Note: Since Hispanics can be of any race they can be double counted in the black / white statistics. So we typically compute the total white + black + Hispanic employment (which is more than 100%) then divide each groups individual employment amount by the total employment which reduces or "normalizes" the totals.

Saturday, June 2, 2012

May jobs report: Only 69K new jobs. New Normal.

The new normal: 69,000 net new jobs; Black rate up to 13.6%. National rate increased to 8.2%

Jobs report shows 69,000 net new jobs created in May. This is statistically near the new standard rate of 100,000 but below the 12 month average of 150,000. Economists and commentators said the low figure was due to low demand domestically and internationally.

On June 1st, 2012, the BLS announced the US economy created only 69,000 net new jobs in May. The jobs number is a large drop from the 12 month average of 150,000 since June 2011. We also got negative revisions of the March and April jobs reports. March was reduced by -11,000 to 142,000 new jobs and April was reduced by -38,000 to 77,000 new positions. The slow jobs growth is linked to weak demand both domestically and internationally. The US GDP growth rate was reported at 1.9% on May 31st, 2012.



The BLS Jobs report has become the one economic statistic everyone watches. The press headline coverage was "poor" with some reports calling the report "dismal","gloomy" and a "train wreck". However, coverage of the details was quite good. The Romney immediately attacked the president on jobs. He called the report “devastating.” However he appeared a little overzealous and gleeful at the bad news. The administration called for additional stimulus from congress. A more likely scenario is stimulus activity by the Federal Reserve.

Economists had expecting 100K to 150K new jobs, however the actual number can vary by plus or minus 100,000 jobs. The Dow Jones equity index lost about 274 index points on the announcement but recovered early next week based on expected Fed intervention.

As always, employment figures must be considered over several months. Some of the changes are due to random statistical variation. The average work week declined by 0.1 hours to 34.4 and average hourly wages were stagnant at $23.41. (I don’t even know why I bother to write stagnant, wages adjusted for inflation, have not changed in more than 30 years. See chart below).

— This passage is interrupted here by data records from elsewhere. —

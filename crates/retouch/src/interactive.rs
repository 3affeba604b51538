//! Line-oriented interactive loop over a [`Session`].

use std::io::{self, BufRead, Write};
use std::path::Path;

use crate::command::{Command, HELP};
use crate::session::Session;

/// Read commands from `input` until `quit` or end of input.
///
/// Command results, errors included, are written to `output`; a bad
/// command or a failed save never ends the loop.
///
/// # Errors
///
/// Returns an error only if reading `input` or writing `output` fails.
pub fn run<R: BufRead, W: Write>(
    session: &mut Session,
    input: R,
    mut output: W,
    output_dir: &Path,
) -> io::Result<()> {
    writeln!(output, "{}", describe(session))?;
    writeln!(output, "type 'help' for commands")?;

    for line in input.lines() {
        let line = line?;
        if line.trim().is_empty() {
            continue;
        }

        let command = match line.parse::<Command>() {
            Ok(command) => command,
            Err(e) => {
                writeln!(output, "error: {e}")?;
                continue;
            }
        };
        log::debug!("command: {command:?}");

        let rendered = match command {
            Command::Gamma(n) => session.set_gamma(n),
            Command::Intensity(n) => session.set_intensity(n),
            Command::Brightness(n) => session.set_brightness(n),
            Command::Sigma(n) => session.set_sigma(n),
            Command::Filter(mode) => session.select_filter(mode),
            Command::Reset => session.reset(),
            Command::Show => {
                writeln!(output, "{}", describe(session))?;
                continue;
            }
            Command::Save => {
                match session.save(output_dir) {
                    Ok(path) => writeln!(output, "Saved to: {}", path.display())?,
                    Err(e) => writeln!(output, "error: {e}")?,
                }
                continue;
            }
            Command::Help => {
                writeln!(output, "{HELP}")?;
                continue;
            }
            Command::Quit => break,
        };

        match rendered {
            Ok(()) => writeln!(output, "{}", describe(session))?,
            Err(e) => writeln!(output, "error: {e}")?,
        }
    }

    Ok(())
}

/// One-line summary of the session's controls and parameters.
fn describe(session: &Session) -> String {
    let sliders = session.sliders();
    let params = serde_json::to_string(session.parameters())
        .unwrap_or_else(|e| format!("<unserializable: {e}>"));
    format!(
        "{}: gamma={} intensity={} brightness={} sigma={} filter={}\n  {params}",
        session.source_path().display(),
        sliders.gamma(),
        sliders.intensity(),
        sliders.brightness(),
        sliders.sigma(),
        session.parameters().filter_mode,
    )
}

#[cfg(test)]
#[allow(clippy::unwrap_used)]
mod tests {
    use std::io::Cursor;
    use std::path::PathBuf;

    use image::Rgb;
    use retouch_pipeline::{FilterMode, RgbImage, SliderPositions, SourceImage};

    use super::*;

    fn session() -> Session {
        Session::new(
            SourceImage::Rgb(RgbImage::from_pixel(6, 6, Rgb([100, 150, 200]))),
            PathBuf::from("shot.png"),
            SliderPositions::default(),
            false,
        )
        .unwrap()
    }

    fn drive(session: &mut Session, script: &str, dir: &Path) -> String {
        let mut out = Vec::new();
        run(session, Cursor::new(script), &mut out, dir).unwrap();
        String::from_utf8(out).unwrap()
    }

    #[test]
    fn adjustments_apply_in_order() {
        let dir = tempfile::tempdir().unwrap();
        let mut s = session();
        drive(&mut s, "gamma 150\nbrightness -20\nfilter gaussian\nsigma 7\n", dir.path());
        assert_eq!(s.sliders().gamma(), 150);
        assert_eq!(s.sliders().brightness(), -20);
        assert_eq!(s.sliders().sigma(), 7);
        assert_eq!(s.parameters().filter_mode, FilterMode::GaussianBlur);
    }

    #[test]
    fn bad_commands_are_reported_and_skipped() {
        let dir = tempfile::tempdir().unwrap();
        let mut s = session();
        let out = drive(&mut s, "wobble\ngamma x\ngamma 60\n", dir.path());
        assert!(out.contains("error: unknown command 'wobble'"));
        assert!(out.contains("error: 'gamma' expects an integer, got 'x'"));
        assert_eq!(s.sliders().gamma(), 60);
    }

    #[test]
    fn quit_stops_reading() {
        let dir = tempfile::tempdir().unwrap();
        let mut s = session();
        drive(&mut s, "quit\ngamma 60\n", dir.path());
        assert_eq!(s.sliders().gamma(), 100);
    }

    #[test]
    fn save_prints_the_path() {
        let dir = tempfile::tempdir().unwrap();
        let mut s = session();
        let out = drive(&mut s, "filter sobel\nsave\n", dir.path());
        let expected = dir.path().join("modified_shot.png");
        assert!(out.contains(&format!("Saved to: {}", expected.display())));
        assert!(expected.is_file());
    }

    #[test]
    fn failed_save_keeps_the_loop_running() {
        let dir = tempfile::tempdir().unwrap();
        let missing = dir.path().join("missing");
        let mut s = session();
        let out = drive(&mut s, "save\nintensity 80\n", &missing);
        assert!(out.contains("error: failed to write"));
        assert_eq!(s.sliders().intensity(), 80);
    }

    #[test]
    fn show_and_help_leave_state_alone() {
        let dir = tempfile::tempdir().unwrap();
        let mut s = session();
        let before = s.rendered().clone();
        let out = drive(&mut s, "show\nhelp\n\n", dir.path());
        assert!(out.contains("gamma=100 intensity=100 brightness=0 sigma=20 filter=none"));
        assert!(out.contains("commands:"));
        assert_eq!(s.rendered(), &before);
    }

    #[test]
    fn reset_returns_to_defaults() {
        let dir = tempfile::tempdir().unwrap();
        let mut s = session();
        drive(&mut s, "gamma 70\nfilter sobel\nreset\n", dir.path());
        assert_eq!(s.sliders(), &SliderPositions::default());
    }
}
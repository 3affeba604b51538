//! retouch-io: Filesystem image decoding and encoding.
//!
//! Reads an image file into a [`SourceImage`](retouch_pipeline::SourceImage)
//! and writes a rendered image into a chosen directory as
//! `modified_<original file name>`. Format support is whatever the `image`
//! crate was built with (PNG, JPEG, BMP, WebP).

pub mod load;
pub mod save;

use std::path::PathBuf;

pub use load::{decode, load};
pub use save::{MODIFIED_PREFIX, modified_path, save};

/// Errors that can occur while reading or writing image files.
#[derive(Debug, thiserror::Error)]
pub enum CodecError {
    /// The image file could not be read.
    #[error("failed to read {}: {source}", path.display())]
    Read {
        /// File that was being read.
        path: PathBuf,
        /// Underlying I/O error.
        source: std::io::Error,
    },

    /// The input image bytes were empty.
    #[error("input image data is empty")]
    EmptyInput,

    /// The bytes are not an image in a supported format.
    #[error("failed to decode image: {0}")]
    Decode(#[from] image::ImageError),

    /// The rendered image could not be written.
    #[error("failed to write {}: {source}", path.display())]
    Encode {
        /// Destination that was being written.
        path: PathBuf,
        /// Underlying encoder or I/O error.
        source: image::ImageError,
    },

    /// The source path has no file name to derive an output name from.
    #[error("cannot derive an output file name from {}", .0.display())]
    NoFileName(PathBuf),
}

#[cfg(test)]
mod tests {
    use super::*;

    #[test]
    fn error_empty_input_display() {
        assert_eq!(CodecError::EmptyInput.to_string(), "input image data is empty");
    }

    #[test]
    fn error_no_file_name_display() {
        let err = CodecError::NoFileName(PathBuf::from("/"));
        assert_eq!(err.to_string(), "cannot derive an output file name from /");
    }

    #[test]
    fn error_read_display_names_path() {
        let err = CodecError::Read {
            path: PathBuf::from("missing.png"),
            source: std::io::Error::new(std::io::ErrorKind::NotFound, "not found"),
        };
        assert_eq!(err.to_string(), "failed to read missing.png: not found");
    }
}
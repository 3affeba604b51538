//! Luminance conversion and single-to-three channel expansion.
//!
//! [`luminance`] collapses a normalized RGB image to one channel ahead of
//! edge detection. [`gray_to_rgb`] is the last step of every render: a
//! single-channel result is replicated into three identical channels so
//! the output is always RGB.

use image::{Luma, Rgb, Rgb32FImage};

use crate::tone::Gray32FImage;
use crate::types::{GrayImage, RgbImage};

/// Rec. 709 luma weights for red, green and blue.
pub const LUMA_WEIGHTS: [f32; 3] = [0.2125, 0.7154, 0.0721];

/// Convert a normalized RGB image to normalized luminance.
///
/// Uses the Rec. 709 weights in [`LUMA_WEIGHTS`]. They sum to one, so
/// the result stays in [0, 1].
#[must_use = "returns the luminance image"]
pub fn luminance(image: &Rgb32FImage) -> Gray32FImage {
    let [wr, wg, wb] = LUMA_WEIGHTS;
    Gray32FImage::from_fn(image.width(), image.height(), |x, y| {
        let [r, g, b] = image.get_pixel(x, y).0;
        Luma([wr.mul_add(r, wg.mul_add(g, wb * b))])
    })
}

/// Replicate a single-channel image into three identical channels.
#[must_use = "returns the expanded RGB image"]
pub fn gray_to_rgb(image: &GrayImage) -> RgbImage {
    RgbImage::from_fn(image.width(), image.height(), |x, y| {
        let v = image.get_pixel(x, y).0[0];
        Rgb([v, v, v])
    })
}
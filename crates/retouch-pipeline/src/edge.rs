//! Sobel gradient-magnitude edge filter.
//!
//! The horizontal and vertical 3x3 Sobel responses of the normalized
//! luminance come from [`imageproc::filter::filter_clamped`] with
//! clamp-to-edge borders. Their magnitude is scaled as if the kernels were
//! normalized to unit weight per side and the two directions averaged:
//!
//! ```text
//! magnitude = sqrt((gx^2 + gy^2) / 2) / 4
//! ```
//!
//! so a full black-to-white step gives `sqrt(1/2)`, about 180 in 8 bits,
//! and the strongest possible diagonal response reaches 1.0.

use std::f32::consts::SQRT_2;

use image::Luma;
use imageproc::filter::filter_clamped;
use imageproc::kernel::Kernel;

use crate::tone::Gray32FImage;

/// Sum of the absolute kernel weights on one side of a 3x3 Sobel kernel.
const SOBEL_SIDE_WEIGHT: f32 = 4.0;

const SOBEL_HORIZONTAL: Kernel<'static, f32> =
    Kernel::new(&[-1.0, 0.0, 1.0, -2.0, 0.0, 2.0, -1.0, 0.0, 1.0], 3, 3);
const SOBEL_VERTICAL: Kernel<'static, f32> =
    Kernel::new(&[-1.0, -2.0, -1.0, 0.0, 0.0, 0.0, 1.0, 2.0, 1.0], 3, 3);

/// Compute the Sobel gradient magnitude of a normalized luminance image.
///
/// Returns normalized magnitudes in [0, 1] with the same dimensions.
/// Flat regions map to 0.
#[must_use = "returns the gradient magnitude image"]
pub fn sobel_magnitude(image: &Gray32FImage) -> Gray32FImage {
    let gx: Gray32FImage = filter_clamped(image, SOBEL_HORIZONTAL);
    let gy: Gray32FImage = filter_clamped(image, SOBEL_VERTICAL);

    Gray32FImage::from_fn(image.width(), image.height(), |x, y| {
        Luma([scaled_magnitude(
            gx.get_pixel(x, y).0[0],
            gy.get_pixel(x, y).0[0],
        )])
    })
}

/// Normalized magnitude for raw Sobel responses of normalized samples.
fn scaled_magnitude(h: f32, v: f32) -> f32 {
    (h.hypot(v) / SQRT_2 / SOBEL_SIDE_WEIGHT).min(1.0)
}

#[cfg(test)]
mod tests {
    use super::*;
    use crate::tone::{denormalize, quantize_gray};

    /// 10x10 image with a sharp vertical boundary at x = 5.
    fn sharp_edge_image() -> Gray32FImage {
        Gray32FImage::from_fn(10, 10, |x, _y| Luma([if x < 5 { 0.0 } else { 1.0 }]))
    }

    #[test]
    fn blank_image_produces_no_edges() {
        let img = Gray32FImage::from_pixel(20, 20, Luma([128.0 / 255.0]));
        let edges = sobel_magnitude(&img);
        assert!(edges.pixels().all(|p| p.0[0] == 0.0));
    }

    #[test]
    fn step_edge_response() {
        let edges = quantize_gray(&sobel_magnitude(&sharp_edge_image()));
        for (x, y, p) in edges.enumerate_pixels() {
            if x == 4 || x == 5 {
                // 4 / sqrt(2) / 4 * 255 = 180.3
                assert_eq!(p.0[0], 180, "boundary pixel ({x},{y})");
            } else {
                assert_eq!(p.0[0], 0, "flat pixel ({x},{y})");
            }
        }
    }

    #[test]
    fn horizontal_and_vertical_edges_respond_equally() {
        let vertical = sobel_magnitude(&sharp_edge_image());
        let horizontal_src =
            Gray32FImage::from_fn(10, 10, |_x, y| Luma([if y < 5 { 0.0 } else { 1.0 }]));
        let horizontal = sobel_magnitude(&horizontal_src);
        assert_eq!(vertical.get_pixel(4, 3), horizontal.get_pixel(3, 4));
    }

    #[test]
    fn small_steps_are_not_rounded_away() {
        // A one-level step gives well under one 8-bit level per side; the
        // response must still be the exact scaled value.
        let img = Gray32FImage::from_fn(6, 3, |x, _| Luma([if x < 3 { 0.5 } else { 0.502 }]));
        let m = sobel_magnitude(&img).get_pixel(2, 1).0[0];
        let expected = 0.002 * 4.0 / SQRT_2 / 4.0;
        assert!((m - expected).abs() < 1e-6, "got {m}, expected {expected}");
    }

    #[test]
    fn output_dimensions_match_input() {
        let img = Gray32FImage::new(17, 31);
        assert_eq!(sobel_magnitude(&img).dimensions(), (17, 31));
    }

    #[test]
    fn diagonal_extreme_saturates() {
        assert_eq!(denormalize(scaled_magnitude(4.0, 4.0)), 255);
        assert_eq!(denormalize(scaled_magnitude(-4.0, 0.0)), 180);
    }
}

Average Weekly Earning from Jan 1979 to May 2012



There was a little good news in the report: the household survey said the number of people who self reported they were working increased by 422,000. An additional 622,000 people came back into the labor market which pushed the unemployment rate up.
The national labor force participation rate increased 0.2% to 63.8%.

Black Unemployment

The black unemployment rate rose to 13.6%. The black labor force participation rate was 61.3 (68.1% for black men over 20 and 62.1% for black women over 20). The black teenage unemployment was reported at 36%. The white unemployment rate stayed at 7.4% and the Hispanic rate jumped up to 11.0%.

Employment Stats

The long-term unemployed (27 weeks or more) rose to 5.4 million people which represents 43% of the unemployed. The “work part-time, wants full-time” number was 8.1 million. These people are considered underemployed. The same monthly number of people: 2.4 million were marginally attached to the labor pool. They want work but have not looked in over four weeks. And there were 830K discouraged workers (part of marginally attached) who are not looking because they believe there is no job for them.

Non-Farm Payrolls

As stated earlier, only 69,000 jobs were added to the US economy in May. The private sector added 82,000 jobs (vs. adjusted 77,000 last month) and government employment dropped again by -13K. Job growth was concentrated in durable goods manufacturing, trade and transportation and healthcare. The losers were construction (-28K).

Now let’s look at some of the key areas of the economy. Manufacturing added 12,000 spots; Construction lost -28,000 jobs; Business services was flat at -1K jobs and healthcare added 46,000 new positions.

Average work week shrank 0.1 hours to 34.4 hours and wages added 2 cent in May.

ADP reported an increase in private payrolls of 133,000 positions.

Monster Employment Index moved up to 147 in May from 146 in April. Hiring was up 1% compared to same month last year.